- Texte visé : Texte de la commission sur la proposition de loi, adoptée par l'Assemblée nationale, relative au droit à l'aide à mourir (n°2401)., n° 2453-A0
- Stade de lecture : Deuxième lecture
- Examiné par : Assemblée nationale (séance publique)
Compléter cet article par l’alinéa suivant :
« III. – L’anxiété, l’appréhension ou l’émotion liées au moment de l’administration de la substance létale ne peuvent, à elles seules, être regardées comme faisant obstacle à la capacité de la personne à s’administrer elle-même la substance. »
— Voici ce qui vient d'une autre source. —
// src/app.rs

//! Wiring of concrete collaborators from a `Config`.
//!
//! Entry points (the CLI, tests, embedding services) build one `App` and
//! ask it for the pipeline roles.

use std::sync::Arc;

use crate::error::Result;
use crate::models::{Config, RunConfig};
use crate::pipeline::{
    Coordinator, CoordinatorSettings, LoopSettings, RunMode, Verifier, Worker, WorkerSettings,
};
use crate::queue::{self, WorkQueue};
use crate::services::{HttpSource, ListingNormalizer, Sink, build_sink};
use crate::utils::http::create_async_client;

pub struct App {
    pub config: Config,
    pub queue: Arc<dyn WorkQueue>,
    source: Arc<HttpSource>,
    sink: Arc<dyn Sink>,
}

impl App {
    /// Validate `config`, open the queue and build the HTTP collaborators.
    pub async fn build(config: Config) -> Result<Self> {
        config.validate()?;
        let client = create_async_client(&config.http)?;
        let source = Arc::new(HttpSource::new(config.source.clone(), client.clone())?);
        let sink = build_sink(&config, client)?;
        let queue = queue::open(&config.queue).await?;

        Ok(Self {
            config,
            queue,
            source,
            sink,
        })
    }

    pub fn coordinator(&self) -> Coordinator {
        Coordinator::new(
            self.queue.clone(),
            self.source.clone(),
            CoordinatorSettings::from_config(&self.config),
        )
    }

    pub fn worker(&self) -> Worker {
        Worker::new(
            self.queue.clone(),
            self.source.clone(),
            Arc::new(ListingNormalizer::new()),
            self.sink.clone(),
            WorkerSettings::from_config(&self.config),
        )
    }

    pub fn verifier(&self) -> Verifier {
        Verifier::new(
            self.queue.clone(),
            self.source.clone(),
            self.sink.clone(),
            WorkerSettings::from_config(&self.config),
        )
    }

    /// Loop settings for a pool configured by `run`.
    pub fn loop_settings(&self, run: &RunConfig) -> LoopSettings {
        LoopSettings {
            mode: RunMode::from_config(run),
            pop_timeout: self.config.queue.pop_timeout(),
            backoff: self.config.retry.clone(),
            stats_every: run.stats_every,
        }
    }

    /// Flush the queue; call once on exit.
    pub async fn close(&self) -> Result<()> {
        self.queue.close().await
    }
}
Le présent amendement vise à prévenir une interprétation excessivement restrictive de la notion de capacité à l’autoadministration, qui conduirait à privilégier, par précaution ou par confort institutionnel, l’administration par un professionnel de santé.
L’anxiété ou l’appréhension au moment de l’administration de la substance létale constituent des réactions humaines normales face à un acte grave et irréversible. Elles ne sauraient, en tant que telles, être assimilées à une incapacité physique ou fonctionnelle à s’administrer la substance.
Admettre qu’une anxiété ponctuelle suffise à écarter l’autoadministration créerait un glissement préoccupant vers une médicalisation accrue de l’aide à mourir.
Cet amendement rappelle donc un principe clair :
- la capacité d’autoadministration s’apprécie objectivement,
- et ne peut être remise en cause par la seule présence d’une émotion, d’une inquiétude ou d’un stress circonstanciel.
Il contribue ainsi à sécuriser juridiquement la primauté du suicide assisté sur l’euthanasie, à protéger la liberté de choix des personnes concernées et à limiter l’implication directe des professionnels de santé aux situations où elle est strictement indispensable.